**YOUR INSTRUCTIONS**
Transcribe all of the data, leaving nothing out and changing nothing.

**AVAILABLE DATA**

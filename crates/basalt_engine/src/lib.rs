//! # Basalt Engine
//!
//! A real-time rendering core with two pipelines over one scene model:
//!
//! - **Deferred meshes**: triangle geometry is rasterized into G-buffer
//!   attachments, then point-light and ambient subpasses accumulate
//!   additively into the color target.
//! - **Ray-marched metaballs**: a full-screen pass sphere-traces a
//!   smooth-minimum distance field per pixel and shades hits inline.
//!
//! Both pipelines share the camera, the light model, and the Phong
//! accumulator, so a surface point produces the same color whichever
//! geometry evaluator found it.
//!
//! ## Quick Start
//!
//! ```rust,no_run
//! use basalt_engine::prelude::*;
//!
//! fn main() -> Result<(), Box<dyn std::error::Error>> {
//!     let camera = Camera::look_at(
//!         Vec3::new(0.0, 1.0, 4.0),
//!         Vec3::zeros(),
//!         Vec3::new(0.0, 1.0, 0.0),
//!         60.0_f32.to_radians(),
//!         4.0 / 3.0,
//!         0.1,
//!         100.0,
//!     )?;
//!
//!     let quad = MeshObject::lit(
//!         VertexStream::structured(shapes::quad([0.8, 0.3, 0.2]))?,
//!         ModelTransform::identity(),
//!         0.5,
//!         32.0,
//!     )?;
//!     let light = PointLight::new(Vec3::new(1.0, 2.0, 2.0), Vec3::new(1.0, 1.0, 1.0), 4.0)?;
//!     let lights = PointLightSet::from_slice(&[light])?;
//!     let ambient = AmbientLight::new(Vec3::new(1.0, 1.0, 1.0), 0.1)?;
//!
//!     let mut renderer = DeferredRenderer::new(800, 600)?;
//!     renderer.start(&camera, &Vec3::zeros())?;
//!     renderer.draw_object(&quad)?;
//!     renderer.draw_point_lights(&lights)?;
//!     renderer.draw_ambient(&ambient)?;
//!     let frame = renderer.finish()?;
//!     let _rgba = frame.to_rgba8();
//!     Ok(())
//! }
//! ```

#![warn(missing_docs)]
#![warn(clippy::all, clippy::pedantic, clippy::nursery)]
#![allow(clippy::module_name_repetitions, clippy::similar_names, clippy::too_many_arguments)]

pub mod config;
pub mod foundation;
pub mod geometry;
pub mod render;
pub mod scene;

/// Common imports for engine users
pub mod prelude {
    pub use crate::config::{Config, ConfigError, RenderSettings};
    pub use crate::foundation::math::{Mat4, Transform, Vec3};
    pub use crate::geometry::{
        shapes,
        sdf::{MarchSettings, RayMarcher},
        MeshObject, ShadingVariant, Vertex, VertexStream,
    };
    pub use crate::render::{
        DeferredRenderer, GBuffer, MarchedRenderer, RenderError, RenderTarget,
    };
    pub use crate::scene::{
        AmbientLight, Camera, Metaball, MetaballField, ModelTransform, PointLight, PointLightSet,
        SceneError,
    };
}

**EXERCISE RESULT**
filename crates/basalt_engine/src/lib.rs
//! # Basalt Engine
//!
//! A real-time rendering core with two pipelines over one scene model:
//!
//! - **Deferred meshes**: triangle geometry is rasterized into G-buffer
//!   attachments, then point-light and ambient subpasses accumulate
//!   additively into the color target.
//! - **Ray-marched metaballs**: a full-screen pass sphere-traces a
//!   smooth-minimum distance field per pixel and shades hits inline.
//!
//! Both pipelines share the camera, the light model, and the Phong
//! accumulator, so a surface point produces the same color whichever
//! geometry evaluator found it.
//!
//! ## Quick Start
//!
//! ```rust,no_run
//! use basalt_engine::prelude::*;
//!
//! fn main() -> Result<(), Box<dyn std::error::Error>> {
//!     let camera = Camera::look_at(
//!         Vec3::new(0.0, 1.0, 4.0),
//!         Vec3::zeros(),
//!         Vec3::new(0.0, 1.0, 0.0),
//!         60.0_f32.to_radians(),
//!         4.0 / 3.0,
//!         0.1,
//!         100.0,
//!     )?;
//!
//!     let quad = MeshObject::lit(
//!         VertexStream::structured(shapes::quad([0.8, 0.3, 0.2]))?,
//!         ModelTransform::identity(),
//!         0.5,
//!         32.0,
//!     )?;
//!     let light = PointLight::new(Vec3::new(1.0, 2.0, 2.0), Vec3::new(1.0, 1.0, 1.0), 4.0)?;
//!     let lights = PointLightSet::from_slice(&[light])?;
//!     let ambient = AmbientLight::new(Vec3::new(1.0, 1.0, 1.0), 0.1)?;
//!
//!     let mut renderer = DeferredRenderer::new(800, 600)?;
//!     renderer.start(&camera, &Vec3::zeros())?;
//!     renderer.draw_object(&quad)?;
//!     renderer.draw_point_lights(&lights)?;
//!     renderer.draw_ambient(&ambient)?;
//!     let frame = renderer.finish()?;
//!     let _rgba = frame.to_rgba8();
//!     Ok(())
//! }
//! ```

#![warn(missing_docs)]
#![warn(clippy::all, clippy::pedantic, clippy::nursery)]
#![allow(clippy::module_name_repetitions, clippy::similar_names, clippy::too_many_arguments)]

pub mod config;
pub mod foundation;
pub mod geometry;
pub mod render;
pub mod scene;

/// Common imports for engine users
pub mod prelude {
    pub use crate::config::{Config, ConfigError, RenderSettings};
    pub use crate::foundation::math::{Mat4, Transform, Vec3};
    pub use crate::geometry::{
        shapes,
        sdf::{MarchSettings, RayMarcher},
        MeshObject, ShadingVariant, Vertex, VertexStream,
    };
    pub use crate::render::{
        DeferredRenderer, GBuffer, MarchedRenderer, RenderError, RenderTarget,
    };
    pub use crate::scene::{
        AmbientLight, Camera, Metaball, MetaballField, ModelTransform, PointLight, PointLightSet,
        SceneError,
    };
}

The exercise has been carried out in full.